Me recosté en la mecedora del porche mientras pensaba en los benditos jugos detox y otras mentiras dulces que prometen purgar el cuerpo y la conciencia. El café tibio entre mis manos olía a sal y madera envejecida, y el viento traía consigo el rumor de las gaviotas, recordándome que la verdad rara vez necesita filtros. Desde aquí, casi podía sentir la arena bajo los pies, aunque no la tocara, y me pregunté por qué tanta gente quiere limpiarse de algo que ni siquiera sabe qué lleva dentro.
En la ciudad, la gente ha decidido purgarse con jugos verdes y promesas líquidas. Se toman fotos mientras sorben zanahoria, pepino y apio, y etiquetan cada trago como un acto de salvación personal. Yo los miro desde la orilla de mi café, con la sensación de estar frente a un espejo deformado: ¿por qué tanta gente quiere purgarse si ni siquiera sabe qué tiene adentro?

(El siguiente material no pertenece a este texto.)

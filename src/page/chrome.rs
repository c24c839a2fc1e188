//! [`Page`] backed by a live Chrome tab.
//!
//! Each call evaluates a short script in the tab. Elements handed out as
//! [`NodeRef`]s are tagged with a `data-vynce-ref` attribute so later calls
//! can find them again; a tag whose element was removed reports
//! [`PageError::StaleNode`].
//!
//! CDP calls block, so they run under `tokio::task::block_in_place`; use a
//! multi-threaded runtime.

use std::sync::{Arc, Weak};

use headless_chrome::Tab;
use headless_chrome::browser::tab::EventListener;
use headless_chrome::protocol::cdp::types::Event;
use serde::Deserialize;
use serde::de::DeserializeOwned;
use tokio::sync::broadcast;
use tracing::{debug, warn};

use super::{DomEvent, MutationObserver, NodeRef, Page};
use crate::error::PageError;

type SyncSendEvent = dyn EventListener<Event> + Send + Sync;

/// Installed once per document; hands out and resolves element tags.
const PRELUDE: &str = r#"
const __vy = window.__vynce || (window.__vynce = {
  seq: 0,
  ref(el) {
    if (!el) return null;
    let r = el.getAttribute('data-vynce-ref');
    if (!r) {
      r = String(++this.seq);
      el.setAttribute('data-vynce-ref', r);
    }
    return Number(r);
  },
  need(r) {
    const el = document.querySelector('[data-vynce-ref="' + r + '"]');
    if (!el) throw { stale: r };
    return el;
  },
});
"#;

#[derive(Debug, Deserialize)]
struct ScriptReply {
    #[serde(default)]
    ok: serde_json::Value,
    err: Option<String>,
    #[serde(default)]
    syntax: bool,
    stale: Option<u64>,
}

pub struct ChromePage {
    tab: Arc<Tab>,
    mutations: broadcast::Sender<()>,
    listener: Option<Weak<SyncSendEvent>>,
}

impl ChromePage {
    /// Wraps `tab` and starts forwarding DOM mutation events to observers.
    pub fn new(tab: Arc<Tab>) -> Self {
        let (mutations, _) = broadcast::channel(64);

        // DOM domain events only flow once the document has been requested.
        if let Err(err) = tab.get_document() {
            warn!("DOM events unavailable, element waits will poll only: {}", err);
        }

        let sender = mutations.clone();
        let forward: Arc<SyncSendEvent> = Arc::new(move |event: &Event| {
            if matches!(
                event,
                Event::DOMChildNodeInserted(_)
                    | Event::DOMChildNodeRemoved(_)
                    | Event::DOMChildNodeCountUpdated(_)
                    | Event::DOMAttributeModified(_)
            ) {
                let _ = sender.send(());
            }
        });
        let listener = match tab.add_event_listener(forward) {
            Ok(handle) => Some(handle),
            Err(err) => {
                warn!("could not subscribe to DOM events: {}", err);
                None
            }
        };

        Self {
            tab,
            mutations,
            listener,
        }
    }

    fn run<T: DeserializeOwned>(&self, body: &str) -> Result<T, PageError> {
        let script = format!(
            "(() => {{ {PRELUDE} try {{ const out = (() => {{ {body} }})(); \
             return JSON.stringify({{ ok: out === undefined ? null : out }}); }} \
             catch (e) {{ return JSON.stringify(e && e.stale !== undefined \
             ? {{ stale: e.stale }} \
             : {{ err: String((e && e.message) || e), syntax: !!(e && e.name === 'SyntaxError') }}); }} }})()"
        );

        let result = tokio::task::block_in_place(|| self.tab.evaluate(&script, false))
            .map_err(|e| PageError::Backend(e.to_string()))?;
        let raw = result
            .value
            .and_then(|v| v.as_str().map(String::from))
            .ok_or_else(|| PageError::Backend("script returned no value".to_string()))?;

        let reply: ScriptReply =
            serde_json::from_str(&raw).map_err(|e| PageError::Backend(e.to_string()))?;
        if let Some(stale) = reply.stale {
            return Err(PageError::StaleNode(stale));
        }
        if let Some(err) = reply.err {
            debug!("page script failed: {}", err);
            return Err(if reply.syntax {
                PageError::InvalidSelector(err)
            } else {
                PageError::Backend(err)
            });
        }
        serde_json::from_value(reply.ok).map_err(|e| PageError::Backend(e.to_string()))
    }
}

impl Drop for ChromePage {
    fn drop(&mut self) {
        if let Some(listener) = &self.listener {
            let _ = self.tab.remove_event_listener(listener);
        }
    }
}

/// JSON-encodes `s` into a JavaScript string literal.
fn js(s: &str) -> String {
    serde_json::to_string(s).unwrap_or_else(|_| "\"\"".to_string())
}

fn event_script(event: DomEvent) -> String {
    let base = "bubbles: true, cancelable: true";
    match event {
        DomEvent::Input | DomEvent::Change => {
            format!("new Event({}, {{ {base} }})", js(event.name()))
        }
        DomEvent::KeyDown(init) | DomEvent::KeyPress(init) | DomEvent::KeyUp(init) => {
            let mut fields = vec![base.to_string()];
            if let Some(key) = init.key {
                fields.push(format!("key: {}", js(key)));
            }
            if let Some(code) = init.code {
                fields.push(format!("code: {}", js(code)));
            }
            if let Some(key_code) = init.key_code {
                fields.push(format!("keyCode: {key_code}, which: {key_code}"));
            }
            format!("new KeyboardEvent({}, {{ {} }})", js(event.name()), fields.join(", "))
        }
        DomEvent::MouseClick => format!("new MouseEvent('click', {{ {base}, view: window }})"),
    }
}

impl Page for ChromePage {
    fn query_selector(&self, selector: &str) -> Result<Option<NodeRef>, PageError> {
        let r: Option<u64> = self.run(&format!(
            "return __vy.ref(document.querySelector({}));",
            js(selector)
        ))?;
        Ok(r.map(NodeRef))
    }

    fn query_selector_all(&self, selector: &str) -> Result<Vec<NodeRef>, PageError> {
        let refs: Vec<u64> = self.run(&format!(
            "return Array.from(document.querySelectorAll({}), el => __vy.ref(el));",
            js(selector)
        ))?;
        Ok(refs.into_iter().map(NodeRef).collect())
    }

    fn query_within(&self, root: NodeRef, selector: &str) -> Result<Option<NodeRef>, PageError> {
        let r: Option<u64> = self.run(&format!(
            "return __vy.ref(__vy.need({}).querySelector({}));",
            root.0,
            js(selector)
        ))?;
        Ok(r.map(NodeRef))
    }

    fn matches(&self, node: NodeRef, selector: &str) -> Result<bool, PageError> {
        self.run(&format!(
            "return __vy.need({}).matches({});",
            node.0,
            js(selector)
        ))
    }

    fn closest(&self, node: NodeRef, selector: &str) -> Result<Option<NodeRef>, PageError> {
        let r: Option<u64> = self.run(&format!(
            "return __vy.ref(__vy.need({}).closest({}));",
            node.0,
            js(selector)
        ))?;
        Ok(r.map(NodeRef))
    }

    fn element_by_id(&self, id: &str) -> Result<Option<NodeRef>, PageError> {
        let r: Option<u64> = self.run(&format!(
            "return __vy.ref(document.getElementById({}));",
            js(id)
        ))?;
        Ok(r.map(NodeRef))
    }

    fn next_element_sibling(&self, node: NodeRef) -> Result<Option<NodeRef>, PageError> {
        let r: Option<u64> = self.run(&format!(
            "return __vy.ref(__vy.need({}).nextElementSibling);",
            node.0
        ))?;
        Ok(r.map(NodeRef))
    }

    fn text_content(&self, node: NodeRef) -> Result<String, PageError> {
        self.run(&format!("return __vy.need({}).textContent || '';", node.0))
    }

    fn attribute(&self, node: NodeRef, name: &str) -> Result<Option<String>, PageError> {
        self.run(&format!(
            "return __vy.need({}).getAttribute({});",
            node.0,
            js(name)
        ))
    }

    fn value(&self, node: NodeRef) -> Result<Option<String>, PageError> {
        self.run(&format!(
            "const el = __vy.need({});
             const control = el instanceof HTMLInputElement || el instanceof HTMLTextAreaElement
               || el instanceof HTMLSelectElement || el instanceof HTMLButtonElement;
             return control ? el.value : null;",
            node.0
        ))
    }

    fn focus(&self, node: NodeRef) -> Result<(), PageError> {
        self.run(&format!("__vy.need({}).focus();", node.0))
    }

    fn set_value_native(&self, node: NodeRef, value: &str) -> Result<(), PageError> {
        // Call the prototype's setter so React/Vue instance interceptors are skipped.
        self.run(&format!(
            "const el = __vy.need({});
             const proto = el instanceof HTMLInputElement ? HTMLInputElement.prototype
               : el instanceof HTMLTextAreaElement ? HTMLTextAreaElement.prototype : null;
             if (proto) {{
               Object.getOwnPropertyDescriptor(proto, 'value').set.call(el, {value});
             }} else {{
               el.value = {value};
             }}",
            node.0,
            value = js(value)
        ))
    }

    fn dispatch_event(&self, node: NodeRef, event: DomEvent) -> Result<(), PageError> {
        self.run(&format!(
            "__vy.need({}).dispatchEvent({});",
            node.0,
            event_script(event)
        ))
    }

    fn click(&self, node: NodeRef) -> Result<(), PageError> {
        self.run(&format!("__vy.need({}).click();", node.0))
    }

    fn scroll_into_view(&self, node: NodeRef) -> Result<(), PageError> {
        self.run(&format!(
            "__vy.need({}).scrollIntoView({{ behavior: 'smooth', block: 'center' }});",
            node.0
        ))
    }

    fn observe_mutations(&self) -> MutationObserver {
        MutationObserver::new(self.mutations.subscribe())
    }

    fn url(&self) -> Result<String, PageError> {
        Ok(self.tab.get_url())
    }
}

#[cfg(test)]
mod tests {
    use super::*;
    use crate::page::KeyInit;

    #[test]
    fn js_literals_are_escaped() {
        assert_eq!(js(r#"a"b'c"#), r#""a\"b'c""#);
    }

    #[test]
    fn keyboard_events_carry_enter_details() {
        let script = event_script(DomEvent::KeyDown(KeyInit::ENTER));
        assert!(script.starts_with("new KeyboardEvent(\"keydown\""));
        assert!(script.contains("key: \"Enter\""));
        assert!(script.contains("keyCode: 13, which: 13"));
    }

    #[test]
    fn plain_events_bubble() {
        assert_eq!(
            event_script(DomEvent::Input),
            "new Event(\"input\", { bubbles: true, cancelable: true })"
        );
        assert!(event_script(DomEvent::MouseClick).contains("view: window"));
    }
}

Camino despacio frente a los locales de soluciones sanas, sobre el boulevard Manuel Ávila Camacho en Boca del Río, entre los anuncios que prometen detox instantáneo y felicidad embotellada. Me acuerdo de mi abuela, que decía que la única limpieza real era barrer el polvo de la casa y de la conciencia. Y aquí estamos, atrapados en Instagram, midiéndonos con cucharadas de kale y promesas de claridad espiritual que huelen más a mercadotecnia que a verdad.

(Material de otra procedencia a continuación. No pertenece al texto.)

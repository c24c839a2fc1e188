//! The document being automated.
//!
//! [`Page`] is the narrow set of DOM capabilities the resolver and the
//! executors need. Node handles are borrowed from the live document for the
//! duration of one action; nothing here owns page state.

pub mod chrome;
pub mod memory;
mod selector;

use serde::{Deserialize, Serialize};
use tokio::sync::broadcast;

use crate::error::PageError;

pub use chrome::ChromePage;
pub use memory::{ElementSpec, MemoryPage, RecordedEvent, el};

/// Opaque handle to an element of the current document.
#[derive(Debug, Clone, Copy, PartialEq, Eq, Hash, Serialize, Deserialize)]
pub struct NodeRef(pub u64);

/// Keyboard event details.
#[derive(Debug, Clone, Copy, PartialEq, Eq, Default)]
pub struct KeyInit {
    pub key: Option<&'static str>,
    pub code: Option<&'static str>,
    pub key_code: Option<u32>,
}

impl KeyInit {
    pub const ENTER: KeyInit = KeyInit {
        key: Some("Enter"),
        code: Some("Enter"),
        key_code: Some(13),
    };
}

/// Synthetic events the engine dispatches. All bubble and are cancelable.
#[derive(Debug, Clone, Copy, PartialEq, Eq)]
pub enum DomEvent {
    Input,
    Change,
    KeyDown(KeyInit),
    KeyPress(KeyInit),
    KeyUp(KeyInit),
    /// A `MouseEvent('click')`, separate from the element's native `click()`.
    MouseClick,
}

impl DomEvent {
    pub fn name(&self) -> &'static str {
        match self {
            DomEvent::Input => "input",
            DomEvent::Change => "change",
            DomEvent::KeyDown(_) => "keydown",
            DomEvent::KeyPress(_) => "keypress",
            DomEvent::KeyUp(_) => "keyup",
            DomEvent::MouseClick => "click",
        }
    }
}

/// Live subscription to document mutations (child list, subtree and
/// attributes). Dropping it disconnects the observer.
pub struct MutationObserver {
    rx: broadcast::Receiver<()>,
}

impl MutationObserver {
    pub fn new(rx: broadcast::Receiver<()>) -> Self {
        Self { rx }
    }

    /// Resolves on the next batch of mutations. A closed source never
    /// resolves, leaving the caller to its own deadline.
    pub async fn changed(&mut self) {
        loop {
            match self.rx.recv().await {
                Ok(()) | Err(broadcast::error::RecvError::Lagged(_)) => return,
                Err(broadcast::error::RecvError::Closed) => std::future::pending::<()>().await,
            }
        }
    }
}

/// DOM capabilities required by the automation core.
pub trait Page: Send + Sync {
    fn query_selector(&self, selector: &str) -> Result<Option<NodeRef>, PageError>;

    fn query_selector_all(&self, selector: &str) -> Result<Vec<NodeRef>, PageError>;

    /// First descendant of `root` matching `selector`.
    fn query_within(&self, root: NodeRef, selector: &str) -> Result<Option<NodeRef>, PageError>;

    fn matches(&self, node: NodeRef, selector: &str) -> Result<bool, PageError>;

    /// Nearest inclusive ancestor of `node` matching `selector`.
    fn closest(&self, node: NodeRef, selector: &str) -> Result<Option<NodeRef>, PageError>;

    fn element_by_id(&self, id: &str) -> Result<Option<NodeRef>, PageError>;

    fn next_element_sibling(&self, node: NodeRef) -> Result<Option<NodeRef>, PageError>;

    fn text_content(&self, node: NodeRef) -> Result<String, PageError>;

    fn attribute(&self, node: NodeRef, name: &str) -> Result<Option<String>, PageError>;

    /// The `value` property of form controls; `None` for other elements.
    fn value(&self, node: NodeRef) -> Result<Option<String>, PageError>;

    fn focus(&self, node: NodeRef) -> Result<(), PageError>;

    /// Writes `value` through the element prototype's own setter, bypassing
    /// any instance-level interceptor a framework installed. Fires no events.
    fn set_value_native(&self, node: NodeRef, value: &str) -> Result<(), PageError>;

    fn dispatch_event(&self, node: NodeRef, event: DomEvent) -> Result<(), PageError>;

    /// The element's native `click()`.
    fn click(&self, node: NodeRef) -> Result<(), PageError>;

    /// Smooth, centered `scrollIntoView`.
    fn scroll_into_view(&self, node: NodeRef) -> Result<(), PageError>;

    fn observe_mutations(&self) -> MutationObserver;

    fn url(&self) -> Result<String, PageError>;
}

/// Text a user would read on a clickable: `textContent`, or the `value` of
/// input buttons when there is none.
pub fn visible_text(page: &dyn Page, node: NodeRef) -> Result<String, PageError> {
    let text = page.text_content(node)?;
    if !text.is_empty() {
        return Ok(text);
    }
    Ok(page.value(node)?.unwrap_or_default())
}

Como quien busca un tesoro
Es curioso: buscamos lo natural como quien busca un tesoro, pero olvidamos mirar lo que ya tenemos, lo que siempre estuvo. Las calles huelen a aceite y concreto; los perros callejeros saben más de supervivencia que cualquier influencer de bienestar. Y yo me pregunto si este afán por purgarse no es otra forma de control: otra manera de convencernos de que no somos suficientes, de que necesitamos filtros, jugos y rituales para existir.
Recuerdo una tarde lluviosa en la que seguí a un perro perdido durante kilómetros. Se detuvo frente a un charco y bebió agua de lluvia, sin pensar en la etiqueta de la botella ni en el contenido de su organismo. Su indiferencia me golpeó con fuerza. Tal vez en nuestra obsesión por depurarnos olvidamos lo elemental: vivir, respirar, tocar, ensuciarnos.

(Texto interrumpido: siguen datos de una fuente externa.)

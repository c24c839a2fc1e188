//! In-process document used to drive the engine without a browser.
//!
//! The tree starts as `<html><body></body></html>` and is built with
//! [`el`] specs. Every structural or attribute change is broadcast to live
//! [`MutationObserver`]s, and every interaction the engine performs is
//! appended to an event log that callers can inspect.

use std::sync::{Mutex, MutexGuard};

use tokio::sync::broadcast;

use super::selector::{ElementTree, SelectorList};
use super::{DomEvent, MutationObserver, NodeRef, Page};
use crate::error::PageError;

const FORM_CONTROLS: [&str; 4] = ["input", "textarea", "select", "button"];

/// Declarative description of an element subtree.
#[derive(Debug, Clone, Default)]
pub struct ElementSpec {
    tag: String,
    attrs: Vec<(String, String)>,
    children: Vec<ChildSpec>,
}

#[derive(Debug, Clone)]
enum ChildSpec {
    Element(ElementSpec),
    Text(String),
}

/// Starts an [`ElementSpec`] for `tag`.
pub fn el(tag: &str) -> ElementSpec {
    ElementSpec {
        tag: tag.to_ascii_lowercase(),
        ..ElementSpec::default()
    }
}

impl ElementSpec {
    pub fn attr(mut self, name: &str, value: &str) -> Self {
        self.attrs.push((name.to_string(), value.to_string()));
        self
    }

    pub fn id(self, id: &str) -> Self {
        self.attr("id", id)
    }

    pub fn class(self, class: &str) -> Self {
        self.attr("class", class)
    }

    pub fn text(mut self, text: &str) -> Self {
        self.children.push(ChildSpec::Text(text.to_string()));
        self
    }

    pub fn child(mut self, child: ElementSpec) -> Self {
        self.children.push(ChildSpec::Element(child));
        self
    }
}

/// One interaction observed on the page.
#[derive(Debug, Clone, PartialEq, Eq)]
pub struct RecordedEvent {
    pub node: NodeRef,
    /// DOM event type, or `focus`, `native-click`, `scroll-into-view`.
    pub name: &'static str,
    pub key: Option<&'static str>,
}

#[derive(Debug)]
enum NodeKind {
    Document,
    Element(Element),
    Text(String),
}

#[derive(Debug)]
struct Element {
    tag: String,
    attrs: Vec<(String, String)>,
    value: Option<String>,
}

#[derive(Debug)]
struct Node {
    parent: Option<usize>,
    children: Vec<usize>,
    kind: NodeKind,
}

#[derive(Debug)]
struct Dom {
    nodes: Vec<Node>,
    body: usize,
    focused: Option<usize>,
    events: Vec<RecordedEvent>,
}

impl ElementTree for Dom {
    fn tag(&self, node: usize) -> Option<&str> {
        self.element(node).map(|e| e.tag.as_str())
    }

    fn attr(&self, node: usize, name: &str) -> Option<&str> {
        self.element(node)?
            .attrs
            .iter()
            .find(|(k, _)| k.eq_ignore_ascii_case(name))
            .map(|(_, v)| v.as_str())
    }

    fn parent(&self, node: usize) -> Option<usize> {
        self.nodes.get(node)?.parent
    }
}

impl Dom {
    fn new() -> Self {
        let mut dom = Self {
            nodes: vec![Node {
                parent: None,
                children: Vec::new(),
                kind: NodeKind::Document,
            }],
            body: 0,
            focused: None,
            events: Vec::new(),
        };
        let html = dom.insert(0, &el("html"));
        dom.body = dom.insert(html, &el("body"));
        dom
    }

    fn element(&self, node: usize) -> Option<&Element> {
        match &self.nodes.get(node)?.kind {
            NodeKind::Element(element) => Some(element),
            _ => None,
        }
    }

    fn element_mut(&mut self, node: usize) -> Option<&mut Element> {
        match &mut self.nodes.get_mut(node)?.kind {
            NodeKind::Element(element) => Some(element),
            _ => None,
        }
    }

    fn checked(&self, node: NodeRef) -> Result<usize, PageError> {
        let idx = usize::try_from(node.0).map_err(|_| PageError::StaleNode(node.0))?;
        if self.element(idx).is_none() || !self.connected(idx) {
            return Err(PageError::StaleNode(node.0));
        }
        Ok(idx)
    }

    /// Whether `node` is still reachable from the document.
    fn connected(&self, node: usize) -> bool {
        let mut cursor = Some(node);
        while let Some(idx) = cursor {
            if idx == 0 {
                return true;
            }
            cursor = self.nodes[idx].parent;
        }
        false
    }

    fn push_node(&mut self, parent: usize, kind: NodeKind) -> usize {
        let idx = self.nodes.len();
        self.nodes.push(Node {
            parent: Some(parent),
            children: Vec::new(),
            kind,
        });
        self.nodes[parent].children.push(idx);
        idx
    }

    fn insert(&mut self, parent: usize, spec: &ElementSpec) -> usize {
        let value = FORM_CONTROLS.contains(&spec.tag.as_str()).then(|| {
            spec.attrs
                .iter()
                .find(|(k, _)| k == "value")
                .map(|(_, v)| v.clone())
                .unwrap_or_default()
        });
        let idx = self.push_node(
            parent,
            NodeKind::Element(Element {
                tag: spec.tag.clone(),
                attrs: spec.attrs.clone(),
                value,
            }),
        );
        for child in &spec.children {
            match child {
                ChildSpec::Element(child) => {
                    self.insert(idx, child);
                }
                ChildSpec::Text(text) => {
                    self.push_node(idx, NodeKind::Text(text.clone()));
                }
            }
        }
        idx
    }

    /// Connected elements in document order, excluding `root` itself.
    fn descendants(&self, root: usize) -> Vec<usize> {
        let mut out = Vec::new();
        let mut stack: Vec<usize> = self.nodes[root].children.iter().rev().copied().collect();
        while let Some(idx) = stack.pop() {
            if self.element(idx).is_some() {
                out.push(idx);
            }
            stack.extend(self.nodes[idx].children.iter().rev());
        }
        out
    }

    fn text_of(&self, node: usize, out: &mut String) {
        match &self.nodes[node].kind {
            NodeKind::Text(text) => out.push_str(text),
            _ => {
                for &child in &self.nodes[node].children {
                    self.text_of(child, out);
                }
            }
        }
    }

    fn query_all_from(&self, root: usize, selector: &str) -> Result<Vec<NodeRef>, PageError> {
        let list = SelectorList::parse(selector)?;
        if root == 0 {
            if let Some(id) = list.id_only() {
                return Ok(self
                    .descendants(0)
                    .into_iter()
                    .find(|&idx| self.attr(idx, "id") == Some(id))
                    .map(|idx| NodeRef(idx as u64))
                    .into_iter()
                    .collect());
            }
        }
        Ok(self
            .descendants(root)
            .into_iter()
            .filter(|&idx| list.matches(self, idx))
            .map(|idx| NodeRef(idx as u64))
            .collect())
    }

    fn record(&mut self, node: NodeRef, name: &'static str, key: Option<&'static str>) {
        self.events.push(RecordedEvent { node, name, key });
    }
}

/// Thread-safe in-memory [`Page`].
#[derive(Debug)]
pub struct MemoryPage {
    url: Mutex<String>,
    dom: Mutex<Dom>,
    mutations: broadcast::Sender<()>,
}

impl Default for MemoryPage {
    fn default() -> Self {
        Self::new("about:blank")
    }
}

impl MemoryPage {
    pub fn new(url: &str) -> Self {
        let (mutations, _) = broadcast::channel(64);
        Self {
            url: Mutex::new(url.to_string()),
            dom: Mutex::new(Dom::new()),
            mutations,
        }
    }

    /// A page at `url` whose body holds `children`.
    pub fn with_body(url: &str, children: impl IntoIterator<Item = ElementSpec>) -> Self {
        let page = Self::new(url);
        for child in children {
            page.append(page.body(), child);
        }
        page
    }

    fn dom(&self) -> MutexGuard<'_, Dom> {
        self.dom.lock().unwrap_or_else(|poisoned| poisoned.into_inner())
    }

    fn notify(&self) {
        // no receivers simply means nobody is observing
        let _ = self.mutations.send(());
    }

    pub fn body(&self) -> NodeRef {
        NodeRef(self.dom().body as u64)
    }

    pub fn set_url(&self, url: &str) {
        *self.url.lock().unwrap_or_else(|p| p.into_inner()) = url.to_string();
    }

    /// Appends `spec` under `parent` and returns the new element.
    pub fn append(&self, parent: NodeRef, spec: ElementSpec) -> NodeRef {
        let idx = {
            let mut dom = self.dom();
            let parent = usize::try_from(parent.0)
                .ok()
                .filter(|&p| p < dom.nodes.len())
                .unwrap_or(dom.body);
            dom.insert(parent, &spec)
        };
        self.notify();
        NodeRef(idx as u64)
    }

    /// Detaches `node` from the tree.
    pub fn remove(&self, node: NodeRef) {
        {
            let mut dom = self.dom();
            let Ok(idx) = dom.checked(node) else {
                return;
            };
            if let Some(parent) = dom.nodes[idx].parent.take() {
                dom.nodes[parent].children.retain(|&child| child != idx);
            }
        }
        self.notify();
    }

    pub fn set_attribute(&self, node: NodeRef, name: &str, value: &str) {
        {
            let mut dom = self.dom();
            let Ok(idx) = dom.checked(node) else {
                return;
            };
            if let Some(element) = dom.element_mut(idx) {
                match element.attrs.iter_mut().find(|(k, _)| k == name) {
                    Some(entry) => entry.1 = value.to_string(),
                    None => element.attrs.push((name.to_string(), value.to_string())),
                }
            }
        }
        self.notify();
    }

    /// Everything the engine did to the page so far, in order.
    pub fn events(&self) -> Vec<RecordedEvent> {
        self.dom().events.clone()
    }

    /// Event names recorded against `node`, in order.
    pub fn event_names(&self, node: NodeRef) -> Vec<&'static str> {
        self.dom()
            .events
            .iter()
            .filter(|event| event.node == node)
            .map(|event| event.name)
            .collect()
    }

    pub fn clear_events(&self) {
        self.dom().events.clear();
    }

    pub fn focused(&self) -> Option<NodeRef> {
        self.dom().focused.map(|idx| NodeRef(idx as u64))
    }

    /// Number of mutation observers currently connected.
    pub fn live_observers(&self) -> usize {
        self.mutations.receiver_count()
    }
}

impl Page for MemoryPage {
    fn query_selector(&self, selector: &str) -> Result<Option<NodeRef>, PageError> {
        Ok(self.query_selector_all(selector)?.into_iter().next())
    }

    fn query_selector_all(&self, selector: &str) -> Result<Vec<NodeRef>, PageError> {
        self.dom().query_all_from(0, selector)
    }

    fn query_within(&self, root: NodeRef, selector: &str) -> Result<Option<NodeRef>, PageError> {
        let dom = self.dom();
        let root = dom.checked(root)?;
        Ok(dom.query_all_from(root, selector)?.into_iter().next())
    }

    fn matches(&self, node: NodeRef, selector: &str) -> Result<bool, PageError> {
        let dom = self.dom();
        let idx = dom.checked(node)?;
        Ok(SelectorList::parse(selector)?.matches(&*dom, idx))
    }

    fn closest(&self, node: NodeRef, selector: &str) -> Result<Option<NodeRef>, PageError> {
        let dom = self.dom();
        let list = SelectorList::parse(selector)?;
        let mut cursor = Some(dom.checked(node)?);
        while let Some(idx) = cursor {
            if list.matches(&*dom, idx) {
                return Ok(Some(NodeRef(idx as u64)));
            }
            cursor = dom.parent(idx);
        }
        Ok(None)
    }

    fn element_by_id(&self, id: &str) -> Result<Option<NodeRef>, PageError> {
        let dom = self.dom();
        Ok(dom
            .descendants(0)
            .into_iter()
            .find(|&idx| dom.attr(idx, "id") == Some(id))
            .map(|idx| NodeRef(idx as u64)))
    }

    fn next_element_sibling(&self, node: NodeRef) -> Result<Option<NodeRef>, PageError> {
        let dom = self.dom();
        let idx = dom.checked(node)?;
        let Some(parent) = dom.nodes[idx].parent else {
            return Ok(None);
        };
        Ok(dom.nodes[parent]
            .children
            .iter()
            .skip_while(|&&child| child != idx)
            .skip(1)
            .find(|&&child| dom.element(child).is_some())
            .map(|&child| NodeRef(child as u64)))
    }

    fn text_content(&self, node: NodeRef) -> Result<String, PageError> {
        let dom = self.dom();
        let idx = dom.checked(node)?;
        let mut out = String::new();
        dom.text_of(idx, &mut out);
        Ok(out)
    }

    fn attribute(&self, node: NodeRef, name: &str) -> Result<Option<String>, PageError> {
        let dom = self.dom();
        let idx = dom.checked(node)?;
        Ok(dom.attr(idx, name).map(String::from))
    }

    fn value(&self, node: NodeRef) -> Result<Option<String>, PageError> {
        let dom = self.dom();
        let idx = dom.checked(node)?;
        Ok(dom.element(idx).and_then(|e| e.value.clone()))
    }

    fn focus(&self, node: NodeRef) -> Result<(), PageError> {
        let mut dom = self.dom();
        let idx = dom.checked(node)?;
        dom.focused = Some(idx);
        dom.record(node, "focus", None);
        Ok(())
    }

    fn set_value_native(&self, node: NodeRef, value: &str) -> Result<(), PageError> {
        let mut dom = self.dom();
        let idx = dom.checked(node)?;
        if let Some(element) = dom.element_mut(idx) {
            element.value = Some(value.to_string());
        }
        Ok(())
    }

    fn dispatch_event(&self, node: NodeRef, event: DomEvent) -> Result<(), PageError> {
        let mut dom = self.dom();
        dom.checked(node)?;
        let key = match event {
            DomEvent::KeyDown(init) | DomEvent::KeyPress(init) | DomEvent::KeyUp(init) => init.key,
            _ => None,
        };
        dom.record(node, event.name(), key);
        Ok(())
    }

    fn click(&self, node: NodeRef) -> Result<(), PageError> {
        let mut dom = self.dom();
        dom.checked(node)?;
        dom.record(node, "native-click", None);
        Ok(())
    }

    fn scroll_into_view(&self, node: NodeRef) -> Result<(), PageError> {
        let mut dom = self.dom();
        dom.checked(node)?;
        dom.record(node, "scroll-into-view", None);
        Ok(())
    }

    fn observe_mutations(&self) -> MutationObserver {
        MutationObserver::new(self.mutations.subscribe())
    }

    fn url(&self) -> Result<String, PageError> {
        Ok(self.url.lock().unwrap_or_else(|p| p.into_inner()).clone())
    }
}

Confieso que a veces me tienta subirme a esta moda. Un jugo verde en la mano, una promesa de claridad en la otra, y sentir que pertenezco a algo. Pero siempre tropiezo con la contradicción: mientras busco purgarme, la vida sigue entrando sin permiso por la puerta trasera, con su polvo, su grasa y su caos dulce. Y yo sigo aquí, dudando, contemplando.
El mar seguía callado cuando regresé. El café se había enfriado, y las olas parecían más lentas, más pacientes. Pero me pareció que, por un momento, respiraba conmigo. Tal vez la verdadera limpieza no está en el jugo, ni en el apio, ni en la promesa de Instagram, sino en reconocer que estamos enteros, con nuestras manchas y nuestras dudas, y aun así seguimos caminando, entre la espuma y la orilla.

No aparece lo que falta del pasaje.